La mayor parte de los economistas de la autogestión y, en todo caso, los de la tradición neoclásica agrega un segundo elemento al nudo central de la definición: la ganancia neta, luego de la deducción de los gastos de explotación, de la reducción del capital y de los impuestos eventuales, es dividida entre los trabajadores de acuerdo a ciertas reglas (Defourny, 1988).

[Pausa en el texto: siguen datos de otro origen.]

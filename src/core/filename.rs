use regex::Regex;
use std::sync::LazyLock;
use unicode_normalization::UnicodeNormalization;

static WS_RE: LazyLock<Regex> = LazyLock::new(|| Regex::new(r"\s+").unwrap());

pub const MAX_COMPONENT_CHARS: usize = 200;
const FALLBACK_NAME: &str = "untitled";

/// Makes `name` usable as a single path component.
///
/// Strips characters that are illegal on common filesystems, collapses
/// whitespace, trims surrounding whitespace and periods and caps the result at
/// 200 code points.
pub fn sanitize_path_component(name: &str) -> String {
    let name: String = name.nfc().collect();
    let name: String = name
        .chars()
        .filter(|c| !c.is_control() && !matches!(c, '<' | '>' | ':' | '"' | '/' | '\\' | '|' | '?' | '*'))
        .collect();
    let name = WS_RE.replace_all(&name, " ");
    let name = trim_component(&name);

    let capped: String = name.chars().take(MAX_COMPONENT_CHARS).collect();
    let result = trim_component(&capped).to_string();

    if result.is_empty() {
        FALLBACK_NAME.to_string()
    } else {
        result
    }
}

fn trim_component(s: &str) -> &str {
    s.trim_matches(|c: char| c.is_whitespace() || c == '.')
}

/// File stem for an item: `"{artist} - {title}"`, or the title alone.
pub fn output_stem(artist: &str, title: &str) -> String {
    let display = if artist.trim().is_empty() {
        title.to_string()
    } else {
        format!("{} - {}", artist.trim(), title.trim())
    };
    sanitize_filename::sanitize(sanitize_path_component(&display))
}

/// Escapes literal text for use inside an extractor output template.
pub fn escape_template(text: &str) -> String {
    text.replace('%', "%%")
}

/// Comparison key for fuzzy stem matching: lowercase alphanumerics only.
pub fn stem_key(stem: &str) -> String {
    stem.nfc()
        .filter(|c| c.is_alphanumeric())
        .flat_map(char::to_lowercase)
        .collect()
}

Entonces, hablar de autogestión nos remite a aspectos diferentes (positivos y negativos), tanto en lo que se refiere a la gestión como a las consecuencias económicas del emprendimiento, que son necesarios aclarar:
Capacidad productiva
- (+) se amplía la capacidad productiva de los trabajadores, debido al ambiente más democrático; experiencia profesional mejor conservada en la empresa; reducción de la rotación de los trabajadores;
- (-) la participación en la gestión, en la propiedad y en los beneficios engendra una mayor acumulación de capital humano, porque los trabajadores son más estimulados, tanto desde el punto de vista moral como material, pero la participación de los trabajadores en la gestión reduce la capacidad productiva, ya que ésta deja de lado a dos atributos esenciales de los dirigentes: su autoridad y su poder discrecional;
Incentivos
- (+) los trabajadores cuidan la calidad de su producción porque tienen una percepción más positiva de su trabajo, un sentido elevado de sus responsabilidades y el deseo de aumentar sus rendimientos, determinados por la productividad de la empresa;
- (-) en la discusión de los procesos autogestionarios no queda claro cuáles son los estímulos más efectivos; en todo caso, queda implícito que, dependiendo de cómo se organiza el trabajo, los estímulos materiales o de participación abren posibilidades para una política de emulación y manipulación;
Identitificación con la empresa
- (+) la implicación personal del trabajador sobre la productividad de sus compañeros es mayor porque desaparece la confrontación tradicional entre patrón y empleado; en este caso, la presión del grupo corresponde a un proceso de vigilancia mutua que reduce el ausentismo y castiga la pereza y el desperdicio;
- (-) hay que tener en cuenta que, en el marco de un trabajo en equipo, la medición de la productividad individual es muy difícil;
Eficacia organizacional
- (+) aumenta la eficacia organizacional. Un ambiente participativo facilita la comunicación y ésta, a su vez, favorece la identificación de ineficacias organizacionales que los trabajadores no estarían necesariamente interesados en identificar en un contexto no cooperativo. Capacidad de flexibilidad: horarios, condiciones de trabajo, reducción de costos de supervisión y de vigilancia;
- (-) un espacio productivo autogestionario remite a ambientes de incertidumbre.